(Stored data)
*** Begin section ***
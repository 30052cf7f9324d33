//! Library notation rules.
//!
//! Libraries must use table notation with the coordinate first: either
//! `module` followed by a version attribute, or `group` followed by `name`.
//! A library without any version is only allowed when a BOM in the linter
//! settings lists it as a dependent.

use crate::catalog::{InlineTable, Section, Value};
use crate::lint::{LintContext, LintDiagnostic, LintRule, ParsedEntry, RuleId};

const REQUIRED_ORDER: &str = "Required order: [module | group], name (, version(.ref))";

/// Requires table notation and coordinate-first attribute order.
pub struct LibraryAttributesRule;

/// Whether the table's leading attributes are in the required order.
pub fn is_library_sorted(table: &InlineTable) -> bool {
    let keys: Vec<&str> = table.keys().take(2).collect();
    match keys.as_slice() {
        ["module", second] => second.starts_with("version"),
        ["group", second] => *second == "name",
        [_, _] => false,
        [first] => matches!(*first, "module" | "group"),
        _ => false,
    }
}

impl LintRule for LibraryAttributesRule {
    fn id(&self) -> RuleId {
        RuleId::new("library-attributes")
    }

    fn name(&self) -> &str {
        "Library Attributes"
    }

    fn description(&self) -> &str {
        "Libraries must use table notation with module or group and name first"
    }

    fn applies_to(&self, section: Section) -> bool {
        section == Section::Libraries
    }

    fn check(&self, entries: &[ParsedEntry<'_>], _ctx: &LintContext<'_>) -> Vec<LintDiagnostic> {
        entries
            .iter()
            .filter_map(|e| {
                let message = match e.value() {
                    Value::Table(table) if is_library_sorted(table) => return None,
                    Value::Table(_) => format!(
                        "Attributes of library with alias '{}' are not sorted correctly. {}",
                        e.alias(),
                        REQUIRED_ORDER
                    ),
                    Value::String(_) | Value::Array(_) => format!(
                        "Use table notation instead of string notation for library with alias '{}'. {}",
                        e.alias(),
                        REQUIRED_ORDER
                    ),
                };
                Some(LintDiagnostic::new(self.id(), e.span(), message))
            })
            .collect()
    }
}

/// Requires version-less libraries to be covered by a BOM.
pub struct LibraryBomCoverageRule;

/// Whether the table declares only a coordinate and no version.
fn is_versionless(table: &InlineTable) -> bool {
    let keys: Vec<&str> = table.keys().collect();
    match keys.as_slice() {
        ["module"] | ["group"] => true,
        [_, _] => table.get_str("group").is_some() && table.get_str("name").is_some(),
        _ => false,
    }
}

impl LintRule for LibraryBomCoverageRule {
    fn id(&self) -> RuleId {
        RuleId::new("library-bom-coverage")
    }

    fn name(&self) -> &str {
        "Library BOM Coverage"
    }

    fn description(&self) -> &str {
        "Libraries without a version must be listed as dependents of a BOM"
    }

    fn applies_to(&self, section: Section) -> bool {
        section == Section::Libraries
    }

    fn check(&self, entries: &[ParsedEntry<'_>], ctx: &LintContext<'_>) -> Vec<LintDiagnostic> {
        entries
            .iter()
            .filter(|e| {
                e.value().as_table().is_some_and(is_versionless) && !ctx.boms.is_dependent(e.alias())
            })
            .map(|e| {
                LintDiagnostic::new(
                    self.id(),
                    e.span(),
                    format!(
                        "Library with alias '{}' has no version defined and no BOM declaration exists for it.",
                        e.alias()
                    ),
                )
            })
            .collect()
    }
}

#[cfg(test)]
mod tests {
    use super::*;
    use crate::config::BomRegistry;
    use crate::lint::rules::test_support::{lines, run};

    fn quarkus_boms() -> BomRegistry {
        BomRegistry::from_iter([("quarkus", vec!["quarkusArc"])])
    }

    #[test]
    fn flags_string_notation() {
        let entries = lines(&[r#"antlr = "antlr:antlr:2.7.7""#]);

        let diagnostics = run(&LibraryAttributesRule, Section::Libraries, &entries, &BomRegistry::default());

        assert_eq!(
            diagnostics,
            vec!["Line 1: Use table notation instead of string notation for library with alias 'antlr'. Required order: [module | group], name (, version(.ref))"]
        );
    }

    #[test]
    fn flags_unsorted_attributes() {
        let entries = lines(&[
            r#"activation = { name = "javax.activation", group = "com.sun.activation", version = "1.2.0" }"#,
            r#"apacheHttpMime = { group = "org.apache.httpcomponents", version = "4.5.14", name = "httpmime" }"#,
            r#"arc = { version.ref = "quarkus", module = "io.quarkus:quarkus-arc" }"#,
        ]);

        let diagnostics = run(&LibraryAttributesRule, Section::Libraries, &entries, &BomRegistry::default());

        assert_eq!(diagnostics.len(), 3);
        assert_eq!(
            diagnostics[1],
            "Line 2: Attributes of library with alias 'apacheHttpMime' are not sorted correctly. Required order: [module | group], name (, version(.ref))"
        );
    }

    #[test]
    fn accepts_canonical_attribute_orders() {
        let entries = lines(&[
            r#"a = { group = "org.owasp.antisamy", name = "antisamy", version = "1.5.2" }"#,
            r#"b = { module = "io.quarkus:quarkus-arc", version.ref = "quarkus" }"#,
            r#"c = { module = "io.quarkus:quarkus-bom", version = { strictly = "3.0" } }"#,
            r#"d = { module = "io.quarkus:quarkus-arc" }"#,
            r#"e = { group = "io.quarkus", name = "quarkus-arc" }"#,
        ]);

        assert!(run(&LibraryAttributesRule, Section::Libraries, &entries, &BomRegistry::default()).is_empty());
    }

    #[test]
    fn single_non_coordinate_attribute_is_unsorted() {
        let entries = lines(&[r#"x = { name = "foo" }"#, r#"y = { }"#]);

        assert_eq!(
            run(&LibraryAttributesRule, Section::Libraries, &entries, &BomRegistry::default()).len(),
            2
        );
    }

    #[test]
    fn flags_versionless_library_without_bom() {
        let entries = lines(&[r#"quarkusArc = { module = "io.quarkus:quarkus-arc" }"#]);

        let diagnostics = run(&LibraryBomCoverageRule, Section::Libraries, &entries, &BomRegistry::default());

        assert_eq!(
            diagnostics,
            vec!["Line 1: Library with alias 'quarkusArc' has no version defined and no BOM declaration exists for it."]
        );
    }

    #[test]
    fn bom_dependents_may_omit_version() {
        let entries = lines(&[
            r#"quarkusArc = { module = "io.quarkus:quarkus-arc" }"#,
            r#"quarkusCore = { group = "io.quarkus", name = "quarkus-core" }"#,
        ]);

        let diagnostics = run(&LibraryBomCoverageRule, Section::Libraries, &entries, &quarkus_boms());

        assert_eq!(
            diagnostics,
            vec!["Line 2: Library with alias 'quarkusCore' has no version defined and no BOM declaration exists for it."]
        );
    }

    #[test]
    fn versioned_libraries_need_no_bom() {
        let entries = lines(&[
            r#"a = { group = "g", name = "n", version = "1" }"#,
            r#"b = { module = "g:n", version.ref = "v" }"#,
        ]);

        assert!(run(&LibraryBomCoverageRule, Section::Libraries, &entries, &BomRegistry::default()).is_empty());
    }
}
//! Human-readable output formatter.
//!
//! Prints one rendered diagnostic per line, with optional color support,
//! followed by a summary line.

use std::io::Write;

use console::Style;

use super::LintFormatter;
use crate::lint::LintDiagnostic;

/// Formats lint output for human consumption.
pub struct HumanFormatter {
    /// Whether to use colors (ANSI escape codes).
    pub use_color: bool,
}

impl HumanFormatter {
    /// Create a new human formatter.
    pub fn new(use_color: bool) -> Self {
        Self { use_color }
    }

    fn location_style(&self) -> Style {
        if self.use_color {
            Style::new().yellow().bold().force_styling(true)
        } else {
            Style::new().force_styling(false)
        }
    }
}

impl LintFormatter for HumanFormatter {
    fn format<W: Write>(
        &self,
        diagnostics: &[LintDiagnostic],
        writer: &mut W,
    ) -> std::io::Result<()> {
        let location = self.location_style();

        for diag in diagnostics {
            writeln!(
                writer,
                "{}: {}",
                location.apply_to(diag.span),
                diag.message
            )?;
        }

        if !diagnostics.is_empty() {
            writeln!(writer)?;
            writeln!(writer, "Found {} problem(s)", diagnostics.len())?;
        }

        Ok(())
    }
}
//! Bundle rules.
//!
//! A bundle lists library aliases. The aliases must be sorted, and the
//! array must be laid out one alias per line:
//!
//! ```text
//! groovy = [
//!     "groovy-core",
//!     "groovy-json"
//! ]
//! ```

use crate::catalog::{LineSpan, Section};
use crate::lint::{LintContext, LintDiagnostic, LintRule, ParsedEntry, RuleId};

const INDENT: &str = "    ";

/// Requires the aliases inside each bundle to be sorted.
pub struct BundleOrderRule;

impl LintRule for BundleOrderRule {
    fn id(&self) -> RuleId {
        RuleId::new("bundle-order")
    }

    fn name(&self) -> &str {
        "Bundle Order"
    }

    fn description(&self) -> &str {
        "Libraries of a bundle must be sorted alphabetically"
    }

    fn applies_to(&self, section: Section) -> bool {
        section == Section::Bundles
    }

    fn check(&self, entries: &[ParsedEntry<'_>], _ctx: &LintContext<'_>) -> Vec<LintDiagnostic> {
        let mut diagnostics = Vec::new();

        for entry in entries {
            let Some(found) = entry.value().as_string_array() else {
                continue;
            };
            let mut expected = found.clone();
            expected.sort_unstable();

            let span = entry.span();
            for (index, (found, expected)) in found.iter().zip(&expected).enumerate() {
                if found == expected {
                    continue;
                }
                let line = if span.is_single_line() {
                    span.start
                } else {
                    span.start + index + 1
                };
                diagnostics.push(LintDiagnostic::new(
                    self.id(),
                    LineSpan::line(line),
                    format!(
                        "Libraries of bundle with alias '{}' are not sorted alphabetically. Found library '{}' where '{}' was expected.",
                        entry.alias(),
                        found,
                        expected
                    ),
                ));
            }
        }

        diagnostics
    }
}

/// Requires one alias per line, indented by four spaces.
pub struct BundleIndentationRule;

/// Whether the bundle text has the canonical multi-line layout for
/// `elements` aliases.
pub fn is_bundle_indented(content: &str, elements: usize) -> bool {
    let lines: Vec<&str> = content.split('\n').collect();
    if lines.len() != elements + 2 {
        return false;
    }

    let (first, rest) = match lines.split_first() {
        Some(split) => split,
        None => return false,
    };
    let (last, middle) = match rest.split_last() {
        Some(split) => split,
        None => return false,
    };

    strip_comment(first).trim_end().ends_with('[')
        && last.starts_with(']')
        && middle.iter().all(|line| {
            line.strip_prefix(INDENT)
                .is_some_and(|rest| rest.starts_with(|c: char| !c.is_whitespace()))
        })
}

/// The line up to a `#` that isn't inside a quoted string.
fn strip_comment(line: &str) -> &str {
    let mut quote: Option<char> = None;
    let mut escaped = false;
    for (i, c) in line.char_indices() {
        match quote {
            Some('"') if escaped => escaped = false,
            Some('"') if c == '\\' => escaped = true,
            Some(q) if c == q => quote = None,
            Some(_) => {}
            None if c == '"' || c == '\'' => quote = Some(c),
            None if c == '#' => return &line[..i],
            None => {}
        }
    }
    line
}

impl LintRule for BundleIndentationRule {
    fn id(&self) -> RuleId {
        RuleId::new("bundle-indentation")
    }

    fn name(&self) -> &str {
        "Bundle Indentation"
    }

    fn description(&self) -> &str {
        "Bundles must list one library per line, indented by four spaces"
    }

    fn applies_to(&self, section: Section) -> bool {
        section == Section::Bundles
    }

    fn check(&self, entries: &[ParsedEntry<'_>], _ctx: &LintContext<'_>) -> Vec<LintDiagnostic> {
        entries
            .iter()
            .filter(|e| {
                let elements = e.value().as_array().map_or(0, |items| items.len());
                !is_bundle_indented(e.content(), elements)
            })
            .map(|e| {
                LintDiagnostic::new(
                    self.id(),
                    e.span(),
                    format!(
                        "Bundle with alias '{}' must be indented with each library on a separate line preceded by four whitespace characters.",
                        e.alias()
                    ),
                )
            })
            .collect()
    }
}
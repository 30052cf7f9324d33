//! Linter configuration loading, parsing, and validation.
//!
//! This module handles the `.catalog-lint.yml` file:
//! - Schema definitions and the BOM settings in [`schema`]
//! - File discovery and loading in [`loader`]
//! - Validation in [`validator`]
//!
//! # Example
//!
//! ```
//! use catalog_lint::config::load_config;
//! use tempfile::TempDir;
//! use std::fs;
//!
//! let temp = TempDir::new().unwrap();
//! fs::write(
//!     temp.path().join(".catalog-lint.yml"),
//!     "boms:\n  quarkus:\n    - quarkusArc\n",
//! )
//! .unwrap();
//!
//! let config = load_config(temp.path(), None).unwrap();
//! assert!(config.boms.is_dependent("quarkusArc"));
//! ```

pub mod loader;
pub mod schema;
pub mod validator;

pub use loader::{
    find_project_root, load_config, load_config_file, parse_config, ConfigPaths, CONFIG_FILE_NAME,
};
pub use schema::{config_json_schema, BomRegistry, LinterConfig, DEFAULT_CATALOG_PATH};
pub use validator::{validate, validate_config, ValidationError};
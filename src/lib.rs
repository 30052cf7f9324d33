//! catalog-lint - Linter and formatter for Gradle version catalogs.
//!
//! catalog-lint checks a `libs.versions.toml` file against a fixed set of
//! layout and ordering rules, and rewrites it into the canonical form those
//! rules describe.
//!
//! # Modules
//!
//! - [`catalog`] - Catalog model, section reader, and entry notation parser
//! - [`cli`] - Command-line interface and argument parsing
//! - [`config`] - Configuration loading, parsing, and validation
//! - [`error`] - Error types and result aliases
//! - [`format`] - Canonical catalog formatter
//! - [`lint`] - Lint rules, BOM checks, and diagnostic output
//! - [`ui`] - Terminal output
//!
//! # Example
//!
//! ```
//! use catalog_lint::catalog::segment;
//! use catalog_lint::lint::CatalogLinter;
//!
//! let catalog = segment("[versions]\nkotlin = \"2.0.0\"\naxis = \"1.3\"\n");
//! let diagnostics = CatalogLinter::default().lint(&catalog).unwrap();
//!
//! assert_eq!(diagnostics.len(), 2);
//! assert_eq!(
//!     diagnostics[0].to_string(),
//!     "Line 2: Entries are not sorted alphabetically in section '[versions]'. Found alias 'kotlin' where 'axis' was expected."
//! );
//! ```

pub mod catalog;
pub mod cli;
pub mod config;
pub mod error;
pub mod format;
pub mod lint;
pub mod ui;

pub use error::{CatalogError, Result};
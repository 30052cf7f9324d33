//! Whitespace rules shared by all sections.
//!
//! Entries must not start or end with whitespace, and must not contain runs
//! of two or more spaces. Bundles are exempt from the last rule since their
//! continuation lines are indented on purpose.

use std::sync::LazyLock;

use regex::Regex;

use crate::catalog::Section;
use crate::lint::{LintContext, LintDiagnostic, LintRule, ParsedEntry, RuleId};

static ADJACENT_SPACES: LazyLock<Regex> =
    LazyLock::new(|| Regex::new(r" {2,}").expect("ADJACENT_SPACES must compile"));

/// Flags entries whose first line starts with whitespace.
pub struct LeadingWhitespaceRule;

impl LintRule for LeadingWhitespaceRule {
    fn id(&self) -> RuleId {
        RuleId::new("leading-whitespace")
    }

    fn name(&self) -> &str {
        "Leading Whitespace"
    }

    fn description(&self) -> &str {
        "Entries must start at the beginning of the line"
    }

    fn applies_to(&self, _section: Section) -> bool {
        true
    }

    fn check(&self, entries: &[ParsedEntry<'_>], ctx: &LintContext<'_>) -> Vec<LintDiagnostic> {
        entries
            .iter()
            .filter(|e| e.content().starts_with(char::is_whitespace))
            .map(|e| {
                LintDiagnostic::new(
                    self.id(),
                    e.span(),
                    format!(
                        "Entry with alias '{}' in section '{}' must not have leading whitespace.",
                        e.alias(),
                        ctx.section.label()
                    ),
                )
            })
            .collect()
    }
}

/// Flags entries that end with whitespace.
pub struct TrailingWhitespaceRule;

impl LintRule for TrailingWhitespaceRule {
    fn id(&self) -> RuleId {
        RuleId::new("trailing-whitespace")
    }

    fn name(&self) -> &str {
        "Trailing Whitespace"
    }

    fn description(&self) -> &str {
        "Entries must not end with whitespace"
    }

    fn applies_to(&self, _section: Section) -> bool {
        true
    }

    fn check(&self, entries: &[ParsedEntry<'_>], ctx: &LintContext<'_>) -> Vec<LintDiagnostic> {
        entries
            .iter()
            .filter(|e| e.content().ends_with(char::is_whitespace))
            .map(|e| {
                LintDiagnostic::new(
                    self.id(),
                    e.span(),
                    format!(
                        "Entry with alias '{}' in section '{}' must not have trailing whitespace.",
                        e.alias(),
                        ctx.section.label()
                    ),
                )
            })
            .collect()
    }
}

/// Flags entries containing two or more adjacent spaces.
pub struct AdjacentWhitespaceRule;

impl LintRule for AdjacentWhitespaceRule {
    fn id(&self) -> RuleId {
        RuleId::new("adjacent-whitespace")
    }

    fn name(&self) -> &str {
        "Adjacent Whitespace"
    }

    fn description(&self) -> &str {
        "Entries must not contain two or more adjacent spaces"
    }

    fn applies_to(&self, section: Section) -> bool {
        section != Section::Bundles
    }

    fn check(&self, entries: &[ParsedEntry<'_>], ctx: &LintContext<'_>) -> Vec<LintDiagnostic> {
        entries
            .iter()
            .filter(|e| ADJACENT_SPACES.is_match(e.content()))
            .map(|e| {
                LintDiagnostic::new(
                    self.id(),
                    e.span(),
                    format!(
                        "Entry with alias '{}' in section '{}' must not have two or more adjacent whitespace characters.",
                        e.alias(),
                        ctx.section.label()
                    ),
                )
            })
            .collect()
    }
}
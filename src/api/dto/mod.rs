//! Data Transfer Objects for request parsing and response serialization.
//!
//! JSON field names follow the table column names (`user_id`, `url_short`,
//! ...). Dates are `YYYY-MM-DD` strings via
//! [`crate::domain::calendar_date::CalendarDate`].

pub mod health;
pub mod pagination;
pub mod short_link;
pub mod submit;
pub mod task;
pub mod user;
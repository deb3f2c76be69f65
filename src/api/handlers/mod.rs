//! HTTP request handlers.
//!
//! Each handler module corresponds to a logical grouping of endpoints.

pub mod health;
pub mod redirect;
pub mod submit;
pub mod tasks;
pub mod urls;
pub mod users;

pub use health::health_handler;
pub use redirect::redirect_handler;
pub use submit::submit_url_handler;
pub use tasks::{
    create_task_contributor_handler, create_task_handler, list_task_contributors_handler,
    list_tasks_handler,
};
pub use urls::list_urls_handler;
pub use users::{create_user_handler, list_users_handler};
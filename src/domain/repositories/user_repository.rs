//! Repository trait for users.

use crate::domain::entities::{NewUser, User};
use crate::error::AppError;
use async_trait::async_trait;

#[cfg_attr(test, mockall::automock)]
#[async_trait]
pub trait UserRepository: Send + Sync {
    /// Lists users ordered by id.
    ///
    /// # Errors
    ///
    /// Returns [`AppError::Internal`] on database errors.
    async fn list(&self, limit: i64, offset: i64) -> Result<Vec<User>, AppError>;

    /// Inserts a user and returns it with the store-assigned id.
    ///
    /// # Errors
    ///
    /// Returns [`AppError::Internal`] on database errors.
    async fn create(&self, new_user: NewUser) -> Result<User, AppError>;

    async fn count(&self) -> Result<i64, AppError>;
}
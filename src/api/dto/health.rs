//! DTOs for health check endpoint.

use serde::Serialize;

/// Health check response with component status.
#[derive(Debug, Serialize)]
pub struct HealthResponse {
    pub status: String,
    pub version: String,
    pub checks: HealthChecks,
}

/// Health status for each system component.
#[derive(Debug, Serialize)]
pub struct HealthChecks {
    pub database: CheckStatus,
}

/// Individual component health status.
#[derive(Debug, Serialize)]
pub struct CheckStatus {
    pub status: String,

    #[serde(skip_serializing_if = "Option::is_none")]
    pub message: Option<String>,
}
*** End section ***
What is expected: Every line above that holds the word "where" should be copied out.

Output for this exercise:
                        "Libraries of bundle with alias '{}' are not sorted alphabetically. Found library '{}' where '{}' was expected.",
//!     "Line 2: Entries are not sorted alphabetically in section '[versions]'. Found alias 'kotlin' where 'axis' was expected."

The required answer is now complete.